XVII

Souvenir avait prédit juste : Martin Pétrovitch refusa de se rendre chez ma mère. Celle-ci ne se tint pas pour battue : elle le convoqua de sa propre main ; mais il se contenta de lui renvoyer le billet suivant écrit en lettres énormes sur un chiffon de papier :

« Devant Dieu je ne puis ; la honte me tuerait. Laissez-moi disparaître comme ça. Merci. Ne me tourmentez pas.

L’humble Martin Kharlov. »

Sliotkine vint, mais vingt-quatre heures plus tard que ma mère ne le lui avait « ordonné ». Elle le fit introduire dans son cabinet. J’ignore quel fut au juste le sujet de leur entretien, mais au bout d’un quart d’heure à peine Sliotkine sortit de chez ma mère, le visage cramoisi et avec une expression fielleuse, si insolente que, l’ayant rencontré dans le salon, j’en fus comme cloué sur place ; Souvenir lui-même qui se trouva là à point nommé, demeura court au beau milieu de son rire. Quand ma mère sortit à son tour, elle n’avait pas le visage moins rouge, et elle intima aussitôt à ses gens l’ordre de consigner sa porte tant à monsieur Sliotkine qu’aux filles de Martin Pétrovitch, si ces impudentes avaient jamais le front de se présenter.

– Quel vilain petit juivaillon ! s’écria-t-elle tout à coup pendant le dîner.
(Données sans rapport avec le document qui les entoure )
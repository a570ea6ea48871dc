//! Selector: scores providers and picks the best one for a
//! network, honoring manual overrides and the custom-endpoint bypass.

use std::collections::HashMap;
use std::sync::Arc;
use std::time::Duration;

use serde::Serialize;
use tokio::sync::RwLock;
use tokio::time::Instant;

use crate::config::{DefaultsConfig, Network};
use crate::health::{HealthChecker, HealthResult, HealthStatus};
use crate::registry::{ProviderRegistry, ResolvedProvider};

/// Scoring weights and thresholds, all overridable.
#[derive(Debug, Clone)]
pub struct SelectorConfig {
    pub min_status: Vec<HealthStatus>,
    pub cooldown: Duration,
    pub preferred_latency_ms: f64,
    pub weight_status: f64,
    pub weight_latency: f64,
    pub weight_priority: f64,
    pub weight_freshness: f64,
    /// When true, only providers whose `browserCompatible` is not `false`
    /// (config AND live health flag) are considered.
    pub browser_mode: bool,
}

impl Default for SelectorConfig {
    fn default() -> Self {
        SelectorConfig {
            min_status: vec![HealthStatus::Available, HealthStatus::Degraded],
            cooldown: Duration::from_secs(30),
            preferred_latency_ms: 1000.0,
            weight_status: 0.2,
            weight_latency: 0.4,
            weight_priority: 0.3,
            weight_freshness: 0.3,
            browser_mode: false,
        }
    }
}

/// A provider the selector has chosen, or synthesized for the custom
/// endpoint bypass.
#[derive(Debug, Clone, Serialize)]
pub struct SelectedProvider {
    pub id: String,
    pub display_name: String,
    pub url: String,
    pub is_custom: bool,
}

struct CacheEntry {
    provider_id: String,
}

/// Given the registry and health checker, picks the best provider for a
/// network. Holds only the best-per-network cache and the manual
/// override state; all scoring reads live registry/health data fresh.
pub struct Selector {
    config: RwLock<SelectorConfig>,
    defaults: RwLock<DefaultsConfig>,
    best_cache: RwLock<HashMap<Network, CacheEntry>>,
    custom_endpoint: RwLock<Option<String>>,
    auto_select: RwLock<bool>,
    selected_provider_id: RwLock<Option<String>>,
}

impl Selector {
    pub fn new(config: SelectorConfig) -> Self {
        Selector {
            config: RwLock::new(config),
            defaults: RwLock::new(DefaultsConfig::default()),
            best_cache: RwLock::new(HashMap::new()),
            custom_endpoint: RwLock::new(None),
            auto_select: RwLock::new(true),
            selected_provider_id: RwLock::new(None),
        }
    }

    pub async fn set_defaults(&self, defaults: DefaultsConfig) {
        *self.defaults.write().await = defaults;
    }

    pub async fn set_custom_endpoint(&self, endpoint: Option<String>) {
        let trimmed = endpoint.map(|e| e.trim().to_string()).filter(|e| !e.is_empty());
        *self.custom_endpoint.write().await = trimmed;
    }

    pub async fn is_using_custom_endpoint(&self) -> bool {
        self.custom_endpoint.read().await.is_some()
    }

    pub async fn set_auto_select(&self, auto: bool) {
        *self.auto_select.write().await = auto;
        if auto {
            *self.selected_provider_id.write().await = None;
        }
    }

    pub async fn set_selected_provider(&self, id: Option<String>) {
        *self.selected_provider_id.write().await = id;
        *self.auto_select.write().await = false;
    }

    pub async fn selected_provider_id(&self) -> Option<String> {
        self.selected_provider_id.read().await.clone()
    }

    pub async fn auto_select(&self) -> bool {
        *self.auto_select.read().await
    }

    pub async fn custom_endpoint(&self) -> Option<String> {
        self.custom_endpoint.read().await.clone()
    }

    pub async fn update_config(&self, config: SelectorConfig) {
        *self.config.write().await = config;
    }

    /// Invalidate the best-cache for `network` if it currently names
    /// `id`, then recompute excluding `id`.
    pub async fn handle_provider_failure(
        &self,
        id: &str,
        network: Network,
        registry: &ProviderRegistry,
        health: &HealthChecker,
    ) -> Option<SelectedProvider> {
        let mut cache = self.best_cache.write().await;
        if cache.get(&network).map(|e| e.provider_id.as_str()) == Some(id) {
            cache.remove(&network);
        }
        drop(cache);
        self.compute_best(network, registry, health, Some(id)).await
    }

    /// Resolution order: custom endpoint, manual override,
    /// cached best, fresh scoring.
    pub async fn best_provider(
        &self,
        network: Network,
        registry: &ProviderRegistry,
        health: &HealthChecker,
    ) -> Option<SelectedProvider> {
        if let Some(custom) = self.custom_endpoint.read().await.clone() {
            return Some(SelectedProvider {
                id: "custom".to_string(),
                display_name: "custom".to_string(),
                url: custom,
                is_custom: true,
            });
        }

        let auto_select = *self.auto_select.read().await;
        if !auto_select {
            if let Some(id) = self.selected_provider_id.read().await.clone() {
                if let Some(provider) = registry.get(&id).await {
                    if provider.network == network {
                        return Some(to_selected(&provider));
                    }
                }
                // manual selection doesn't exist or doesn't match network: fall through
            }
        }

        {
            let cache = self.best_cache.read().await;
            if let Some(entry) = cache.get(&network) {
                if let Some(provider) = registry.get(&entry.provider_id).await {
                    if let Some(result) = health.get(&provider.id, network).await {
                        let config = self.config.read().await;
                        if result.success && result.is_selectable(&config.min_status) {
                            return Some(to_selected(&provider));
                        }
                    }
                }
            }
        }
        self.best_cache.write().await.remove(&network);

        self.compute_best(network, registry, health, None).await
    }

    async fn compute_best(
        &self,
        network: Network,
        registry: &ProviderRegistry,
        health: &HealthChecker,
        exclude: Option<&str>,
    ) -> Option<SelectedProvider> {
        let config = self.config.read().await.clone();
        let mut candidates = registry.for_network(network).await;
        if let Some(exclude) = exclude {
            candidates.retain(|p| p.id != exclude);
        }
        if config.browser_mode {
            candidates.retain(|p| p.browser_compatible);
        }

        let mut best: Option<(f64, ResolvedProvider)> = None;
        for provider in &candidates {
            let health_result = health.get(&provider.id, network).await;
            if config.browser_mode {
                if let Some(result) = &health_result {
                    if !result.browser_compatible {
                        continue;
                    }
                }
            }
            let score = score_provider(provider, health_result.as_ref(), &config);
            if score > 0.0 && best.as_ref().map(|(s, _)| score > *s).unwrap_or(true) {
                best = Some((score, provider.clone()));
            } else if score > 0.0 {
                if let Some((best_score, best_provider)) = &best {
                    if score == *best_score {
                        if is_better_tiebreak(provider, best_provider) {
                            best = Some((score, provider.clone()));
                        }
                    }
                }
            }
        }

        if let Some((_, provider)) = best {
            self.best_cache.write().await.insert(
                network,
                CacheEntry {
                    provider_id: provider.id.clone(),
                },
            );
            return Some(to_selected(&provider));
        }

        // Nothing scored positive: fall back to declared default order,
        // then any untested/cooldown-expired provider. The permissive
        // "return an in-cooldown failed provider" branch is intentionally
        // not implemented (left for embedders who want that tradeoff).
        self.fallback(&candidates, &config, network, health).await
    }

    async fn fallback(
        &self,
        candidates: &[ResolvedProvider],
        config: &SelectorConfig,
        network: Network,
        health: &HealthChecker,
    ) -> Option<SelectedProvider> {
        let defaults = self.defaults.read().await;
        for id in defaults.for_network(network) {
            if let Some(provider) = candidates.iter().find(|p| &p.id == id) {
                let result = health.get(&provider.id, network).await;
                if is_retry_eligible(provider, result.as_ref(), config) {
                    return Some(to_selected(provider));
                }
            }
        }
        drop(defaults);

        for provider in candidates {
            let result = health.get(&provider.id, network).await;
            if is_retry_eligible(provider, result.as_ref(), config) {
                return Some(to_selected(provider));
            }
        }
        None
    }
}

fn is_better_tiebreak(candidate: &ResolvedProvider, current_best: &ResolvedProvider) -> bool {
    (candidate.priority, candidate.id.as_str()) < (current_best.priority, current_best.id.as_str())
}

fn is_retry_eligible(
    provider: &ResolvedProvider,
    health: Option<&HealthResult>,
    config: &SelectorConfig,
) -> bool {
    match health {
        None => true,
        Some(result) if result.status == HealthStatus::Untested => true,
        Some(result) if result.success => true,
        Some(result) => cooldown_expired(result, config),
    }
}

fn cooldown_expired(result: &HealthResult, config: &SelectorConfig) -> bool {
    match result.last_tested {
        None => true,
        Some(last_tested) => Instant::now().saturating_duration_since(last_tested) >= config.cooldown,
    }
}

fn to_selected(provider: &ResolvedProvider) -> SelectedProvider {
    let url = provider
        .endpoint(crate::config::ApiVersion::V2)
        .or_else(|| provider.endpoint(crate::config::ApiVersion::V3))
        .or_else(|| provider.endpoint(crate::config::ApiVersion::V4))
        .unwrap_or("")
        .to_string();
    let normalized = crate::normalizer::normalize_url(
        provider.provider_type,
        &url,
        provider.api_key.is_some(),
    );
    SelectedProvider {
        id: provider.id.clone(),
        display_name: provider.display_name.clone(),
        url: normalized,
        is_custom: false,
    }
}

/// Scoring.
fn score_provider(
    provider: &ResolvedProvider,
    health: Option<&HealthResult>,
    config: &SelectorConfig,
) -> f64 {
    let health = match health {
        None => return 0.01 / (provider.priority as f64 + 1.0),
        Some(h) => h,
    };

    if health.status == HealthStatus::Untested {
        return 0.01 / (provider.priority as f64 + 1.0);
    }

    if !health.success {
        return if cooldown_expired(health, config) {
            0.001 / (provider.priority as f64 + 1.0)
        } else {
            0.0
        };
    }

    if health.status == HealthStatus::Offline {
        return 0.0;
    }

    if !health.is_selectable(&config.min_status) {
        return 0.0;
    }

    let status_score = match health.status {
        HealthStatus::Available => 1.0,
        HealthStatus::Degraded => 0.5,
        HealthStatus::Stale => 0.3,
        _ => 0.0,
    };

    let latency_score = match health.latency_ms {
        None => 0.5,
        Some(latency) => {
            let ratio = latency as f64 / config.preferred_latency_ms;
            (1.0 - (ratio + 1.0).ln() / 11f64.ln()).max(0.0)
        }
    };

    let priority_score = (1.0 - provider.priority as f64 / 100.0).max(0.0);
    let freshness_score = (1.0 - health.blocks_behind as f64 / 10.0).max(0.0);

    config.weight_status * status_score
        + config.weight_latency * latency_score
        + config.weight_priority * priority_score
        + config.weight_freshness * freshness_score
}

#[cfg(test)]
mod tests {
    use super::*;
    use crate::config::{ApiVersion, ProviderType};
    use std::collections::HashMap as StdHashMap;

    fn provider(id: &str, priority: u32) -> ResolvedProvider {
        ResolvedProvider {
            id: id.to_string(),
            display_name: id.to_string(),
            provider_type: ProviderType::Toncenter,
            network: Network::Mainnet,
            endpoints: StdHashMap::from([(
                ApiVersion::V2,
                "https://example.com/api/v2".to_string(),
            )]),
            api_key: None,
            rps: 10,
            priority,
            enabled: true,
            is_dynamic: false,
            browser_compatible: true,
        }
    }

    fn available(latency_ms: u64, blocks_behind: u64) -> HealthResult {
        HealthResult {
            status: HealthStatus::Available,
            success: true,
            latency_ms: Some(latency_ms),
            seqno: Some(1000),
            blocks_behind,
            last_tested: Some(Instant::now()),
            error: None,
            browser_compatible: true,
        }
    }

    #[test]
    fn untested_scores_below_any_available_provider() {
        let config = SelectorConfig::default();
        let untested_score = score_provider(&provider("p1", 10), None, &config);
        let available_score = score_provider(&provider("p2", 50), Some(&available(900, 0)), &config);
        assert!(untested_score < available_score);
    }

    #[test]
    fn stale_loses_to_available() {
        let config = SelectorConfig::default();
        let stale = HealthResult {
            status: HealthStatus::Stale,
            blocks_behind: 11,
            ..available(100, 11)
        };
        let stale_score = score_provider(&provider("p1", 10), Some(&stale), &config);
        let available_score = score_provider(&provider("p2", 10), Some(&available(100, 0)), &config);
        assert!(stale_score < available_score);
    }

    #[test]
    fn offline_scores_zero() {
        let config = SelectorConfig::default();
        let offline = HealthResult {
            status: HealthStatus::Offline,
            success: false,
            last_tested: Some(Instant::now()),
            ..available(100, 0)
        };
        assert_eq!(score_provider(&provider("p1", 10), Some(&offline), &config), 0.0);
    }

    #[test]
    fn failed_provider_within_cooldown_scores_zero() {
        let config = SelectorConfig::default();
        let failed = HealthResult {
            status: HealthStatus::Degraded,
            success: false,
            last_tested: Some(Instant::now()),
            ..available(100, 0)
        };
        assert_eq!(score_provider(&provider("p1", 10), Some(&failed), &config), 0.0);
    }

    #[tokio::test(start_paused = true)]
    async fn failed_provider_past_cooldown_is_a_low_score_retry_candidate() {
        let mut config = SelectorConfig::default();
        config.cooldown = Duration::from_millis(10);
        let start = Instant::now();
        tokio::time::advance(Duration::from_millis(20)).await;
        let failed = HealthResult {
            status: HealthStatus::Degraded,
            success: false,
            last_tested: Some(start),
            ..available(100, 0)
        };
        let score = score_provider(&provider("p1", 10), Some(&failed), &config);
        assert!(score > 0.0);
    }
}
C’est moi qui l’ai tiré de la boue par les oreilles, qui en ai fait un homme, il me doit tout, et il a eu l’audace de me dire que je me mêlais de ce qui ne me regardait pas !… Martin Pétrovitch fait des siennes, on ne peut tout de même pas tout lui permettre ! Voyez-vous ça !… Ah, le vilain crapaud, le sale petit juivaillon !

Le major Jitkov, qui dînait encore chez nous ce jour-là, s’imagina que la Providence lui offrait enfin l’occasion de placer un mot ; mais à peine avait-il ouvert la bouche que ma mère le rembarra de la belle manière :

– Tu es bon aussi, toi, mon bonhomme ! Ça se dit officier, et ça n’a pas pu venir à bout d’une gamine ! Je m’imagine comme ta compagnie devait t’obéir ! Et il avait encore la prétention de devenir mon régisseur ! Le beau régisseur que j’aurais eu là !
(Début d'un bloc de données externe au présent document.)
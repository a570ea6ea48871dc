//! Manager: thin facade composing the registry, health checker,
//! rate limiters, and selector. Owns no selection/health logic itself —
//! it only wires the four components together and exposes a small public
//! surface plus a subscribable state view.

use std::collections::HashMap;
use std::sync::{Arc, OnceLock};
use std::time::Duration;

use dashmap::DashMap;
use serde::Serialize;
use tokio::sync::{broadcast, Mutex, RwLock};

pub use crate::error::ManagerError;

use crate::config::{fallback_endpoint, ConfigDocument, Network};
use crate::error::{classify, ErrorClass};
use crate::families::{HttpOrbsDiscovery, OrbsDiscovery};
use crate::health::{HealthChecker, HealthCheckerConfig, HealthResult, HealthStatus};
use crate::logging::{RpcLogger, TracingLogger};
use crate::rate_limiter::{RateLimiter, RateLimiterSnapshot};
use crate::registry::{ProviderRegistry, ResolvedProvider};
use crate::selector::{Selector, SelectorConfig};

/// Health and rate-limit state for one provider, as broadcast to
/// subscribers.
#[derive(Debug, Clone, Serialize)]
pub struct ProviderSnapshot {
    pub health: HealthResult,
    pub rate_limit: RateLimiterSnapshot,
}

/// Full state snapshot broadcast after init, probes, marks, and override
/// changes.
#[derive(Debug, Clone, Serialize)]
pub struct ManagerSnapshot {
    pub network: Network,
    pub initialized: bool,
    pub is_testing: bool,
    pub providers: HashMap<String, ProviderSnapshot>,
    pub best_provider_id: Option<String>,
    pub selected_provider_id: Option<String>,
    pub auto_select: bool,
    pub custom_endpoint: Option<String>,
}

static SINGLETON: OnceLock<Arc<Manager>> = OnceLock::new();

/// Composes the registry, health checker, rate limiters, and selector for
/// one network. One instance per network; construct one per tenant in
/// multi-network contexts rather than reusing a single instance.
pub struct Manager {
    network: Network,
    logger: Arc<dyn RpcLogger>,
    registry: ProviderRegistry,
    health: HealthChecker,
    selector: Selector,
    rate_limiters: DashMap<String, Arc<RateLimiter>>,
    http: reqwest::Client,
    orbs_discovery: Arc<dyn OrbsDiscovery>,
    active_provider: RwLock<Option<String>>,
    subscribers: broadcast::Sender<ManagerSnapshot>,
    background_probe: Mutex<Option<tokio::task::JoinHandle<()>>>,
}

impl Manager {
    /// Load and merge config, construct the four components, pre-size a
    /// rate limiter for every resolved provider, and optionally run a
    /// full probe sweep. Fatal config errors are rejected here; there is
    /// no partially-initialized `Manager` value to hold onto afterwards.
    pub async fn init(
        network: Network,
        document: ConfigDocument,
        probe_on_start: bool,
    ) -> Result<Arc<Self>, ManagerError> {
        Self::init_with(network, document, probe_on_start, Arc::new(TracingLogger), None).await
    }

    /// Same as [`Manager::init`] but with an injected logger and/or Orbs
    /// discovery client, for embedders that want either swapped (tests,
    /// custom sinks).
    pub async fn init_with(
        network: Network,
        document: ConfigDocument,
        probe_on_start: bool,
        logger: Arc<dyn RpcLogger>,
        orbs_discovery: Option<Arc<dyn OrbsDiscovery>>,
    ) -> Result<Arc<Self>, ManagerError> {
        document.validate()?;

        let registry = ProviderRegistry::new(&document, logger.as_ref());
        let health = HealthChecker::new(HealthCheckerConfig::default(), logger.clone());
        let selector = Selector::new(SelectorConfig::default());
        selector.set_defaults(document.defaults.clone()).await;

        let rate_limiters = DashMap::new();
        for provider in registry.for_network(network).await {
            rate_limiters.insert(
                provider.id.clone(),
                Arc::new(RateLimiter::from_rps(provider.rps)),
            );
        }

        let http = reqwest::Client::new();
        let orbs_discovery =
            orbs_discovery.unwrap_or_else(|| Arc::new(HttpOrbsDiscovery::new(http.clone())));
        let (subscribers, _rx) = broadcast::channel(32);

        let manager = Arc::new(Manager {
            network,
            logger,
            registry,
            health,
            selector,
            rate_limiters,
            http,
            orbs_discovery,
            active_provider: RwLock::new(None),
            subscribers,
            background_probe: Mutex::new(None),
        });

        if probe_on_start {
            manager.probe_all().await;
        }
        manager.emit_snapshot().await;

        Ok(manager)
    }

    /// Install this instance as the process-wide singleton, kept as a
    /// convenience for callers that want one global manager. A later call
    /// is a no-op if one is already installed.
    pub fn install_singleton(manager: Arc<Manager>) {
        let _ = SINGLETON.set(manager);
    }

    pub fn singleton() -> Result<Arc<Manager>, ManagerError> {
        SINGLETON.get().cloned().ok_or(ManagerError::NotInitialized)
    }

    /// Re-resolve against a new config document and re-emit state.
    pub async fn update_config(&self, document: ConfigDocument) -> Result<(), ManagerError> {
        document.validate()?;
        self.registry.reload(&document, self.logger.as_ref()).await;
        self.selector.set_defaults(document.defaults.clone()).await;
        for provider in self.registry.for_network(self.network).await {
            self.rate_limiters
                .entry(provider.id.clone())
                .or_insert_with(|| Arc::new(RateLimiter::from_rps(provider.rps)));
        }
        self.emit_snapshot().await;
        Ok(())
    }

    /// Selector → provider, handling the custom override. Returns a
    /// concrete URL; falls back to the hard-coded per-network public
    /// endpoint (with a warning) if nothing is selectable. No rate-limit
    /// token is acquired.
    pub async fn resolve_endpoint(&self) -> String {
        match self
            .selector
            .best_provider(self.network, &self.registry, &self.health)
            .await
        {
            Some(selected) => {
                *self.active_provider.write().await =
                    if selected.is_custom { None } else { Some(selected.id.clone()) };
                selected.url
            }
            None => {
                self.logger.warn(&format!(
                    "no provider selectable for {}; returning fallback endpoint",
                    self.network
                ));
                fallback_endpoint(self.network).to_string()
            }
        }
    }

    /// Same as [`Manager::resolve_endpoint`] but also acquires a
    /// rate-limit token on the chosen provider. On timeout, tries the
    /// next-best provider once; if that also times out, falls back to
    /// the hard-coded endpoint.
    pub async fn resolve_endpoint_with_rate_limit(&self, timeout: Duration) -> String {
        let selected = self
            .selector
            .best_provider(self.network, &self.registry, &self.health)
            .await;

        let Some(selected) = selected else {
            return fallback_endpoint(self.network).to_string();
        };
        if selected.is_custom {
            return selected.url;
        }

        if let Some(limiter) = self.rate_limiters.get(&selected.id).map(|e| e.clone()) {
            if limiter.acquire(timeout).await {
                *self.active_provider.write().await = Some(selected.id.clone());
                return selected.url;
            }
        }

        let fallback_choice = self
            .selector
            .handle_provider_failure(&selected.id, self.network, &self.registry, &self.health)
            .await;

        if let Some(next) = fallback_choice {
            if next.is_custom {
                return next.url;
            }
            if let Some(limiter) = self.rate_limiters.get(&next.id).map(|e| e.clone()) {
                if limiter.acquire(timeout).await {
                    *self.active_provider.write().await = Some(next.id.clone());
                    return next.url;
                }
            }
        }

        fallback_endpoint(self.network).to_string()
    }

    /// Inform the rate limiter of the currently active provider.
    pub async fn report_success(&self) {
        let Some(id) = self.active_provider.read().await.clone() else {
            return;
        };
        if let Some(limiter) = self.rate_limiters.get(&id) {
            limiter.report_success().await;
        }
        self.emit_snapshot().await;
    }

    /// Classify a caller-reported error by substring and react.
    pub async fn report_error(&self, message: &str) {
        let Some(id) = self.active_provider.read().await.clone() else {
            return;
        };
        let class = classify(None, message);

        if let Some(limiter) = self.rate_limiters.get(&id).map(|e| e.clone()) {
            match class {
                ErrorClass::RateLimited => limiter.report_rate_limit_error().await,
                _ => limiter.report_error().await,
            }
        }

        match class {
            ErrorClass::RateLimited => self.health.mark_degraded(&id, self.network, message).await,
            ErrorClass::TransientServerError
            | ErrorClass::PermanentEndpointError
            | ErrorClass::Timeout => self.health.mark_offline(&id, self.network, message).await,
            _ => self.health.mark_degraded(&id, self.network, message).await,
        }

        self.selector
            .handle_provider_failure(&id, self.network, &self.registry, &self.health)
            .await;
        self.emit_snapshot().await;
    }

    pub async fn set_selected_provider(&self, id: Option<String>) {
        self.selector.set_selected_provider(id).await;
        self.emit_snapshot().await;
    }

    pub async fn set_auto_select(&self, auto: bool) {
        self.selector.set_auto_select(auto).await;
        self.emit_snapshot().await;
    }

    pub async fn set_custom_endpoint(&self, endpoint: Option<String>) {
        self.selector.set_custom_endpoint(endpoint).await;
        self.emit_snapshot().await;
    }

    pub async fn is_using_custom_endpoint(&self) -> bool {
        self.selector.is_using_custom_endpoint().await
    }

    pub async fn selected_provider_id(&self) -> Option<String> {
        self.selector.selected_provider_id().await
    }

    pub fn subscribe(&self) -> broadcast::Receiver<ManagerSnapshot> {
        self.subscribers.subscribe()
    }

    /// Start a periodic background probe sweep. The returned manager
    /// must be held as an `Arc` so the spawned task can hold its own
    /// strong reference.
    pub async fn start_background_probing(self: &Arc<Self>, interval: Duration) {
        let manager = Arc::clone(self);
        let handle = tokio::spawn(async move {
            let mut ticker = tokio::time::interval(interval);
            loop {
                ticker.tick().await;
                manager.probe_all().await;
            }
        });
        let mut guard = self.background_probe.lock().await;
        if let Some(previous) = guard.replace(handle) {
            previous.abort();
        }
    }

    /// Stop background probing, clear listeners, release references. Any
    /// in-flight probe races to completion; its result is accepted if it
    /// lands before this returns, discarded otherwise.
    pub async fn destroy(&self) {
        if let Some(handle) = self.background_probe.lock().await.take() {
            handle.abort();
        }
    }

    pub async fn snapshot(&self) -> ManagerSnapshot {
        let health_map = self.health.all(self.network).await;
        let mut providers = HashMap::with_capacity(health_map.len());
        for (id, health) in health_map {
            let rate_limit = match self.rate_limiters.get(&id) {
                Some(limiter) => limiter.snapshot().await,
                None => RateLimiterSnapshot {
                    tokens: 0.0,
                    current_backoff_ms: 0,
                    consecutive_errors: 0,
                },
            };
            providers.insert(id, ProviderSnapshot { health, rate_limit });
        }
        let is_testing = providers
            .values()
            .any(|p| p.health.status == HealthStatus::Testing);
        let best = self
            .selector
            .best_provider(self.network, &self.registry, &self.health)
            .await;

        ManagerSnapshot {
            network: self.network,
            initialized: true,
            is_testing,
            providers,
            best_provider_id: best.map(|b| b.id),
            selected_provider_id: self.selector.selected_provider_id().await,
            auto_select: self.selector.auto_select().await,
            custom_endpoint: self.selector.custom_endpoint().await,
        }
    }

    async fn emit_snapshot(&self) {
        let snapshot = self.snapshot().await;
        let _ = self.subscribers.send(snapshot);
    }

    async fn probe_all(&self) {
        let providers = self.registry.for_network(self.network).await;
        let refs: Vec<&ResolvedProvider> = providers.iter().collect();
        let limiters: HashMap<String, Arc<RateLimiter>> = self
            .rate_limiters
            .iter()
            .map(|entry| (entry.key().clone(), entry.value().clone()))
            .collect();
        self.health
            .probe_all(&refs, &limiters, &self.http, Some(self.orbs_discovery.as_ref()))
            .await;
        self.emit_snapshot().await;
    }
}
Kwicinski, assis au bout de la table, eut un sourire de suffisance, tandis que le malencontreux Jitkov agitait ses moustaches, fronçait le sourcil et cachait son long visage velu dans les plis de sa serviette.

Quand, après le dîner, il sortit sur le perron pour y fumer sa pipe, il me parut si pitoyable, si délaissé que, malgré le peu de sympathie qu’il m’inspirait, je m’approchai de lui.

– Gavril Fédoulitch, lui demandai-je à brûle-pourpoint, comment se fait-il que vous n’ayez point épousé Eulampie Martinovna ? Je vous croyais marié depuis longtemps.

Le major me jeta un regard douloureux.

– Un reptile venimeux, me répondit-il en prenant un amer plaisir à détacher soigneusement chaque syllabe, un reptile venimeux m’a percé de son dard et a réduit en poussière toutes mes espérances. Et je vous raconterais volontiers, Dmitri Sémionovitch, toutes les intrigues de ce monstre si je ne craignais d’allumer le courroux de madame votre mère. Je n’ai déjà que trop…

Jitkov toussota tandis que le mot de Procope me revenait en mémoire : « Vous n’êtes pas encore d’âge… »

– Me résigner, voilà tout ce qui me reste ! reprit Jitkov en se frappant la poitrine. Résigne-toi, vieux soldat, résigne-toi ! Tu as servi le tsar avec fidélité, sans peur et sans reproche, tu n’as épargné ni ta sueur ni ton sang… et voici la récompense qui t’attendait !… Si cela s’était passé dans mon régiment, et si j’en avais eu le pouvoir, continua-t-il en aspirant rageusement la fumée de son long tuyau de merisier, je l’aurais… je l’aurais traité à coups de plats de sabre… jusqu’à ce qu’il en crève !

Jitkov retira sa pipe et, les yeux fixés devant lui, parut admirer le tableau que son imagination lui retraçait. Souvenir s’approcha en sautillant et se mit à taquiner le major. Je les laissai ensemble : tous ces événements avaient fort excité ma curiosité juvénile et je me promis de revoir coûte que coûte Martin Pétrovitch.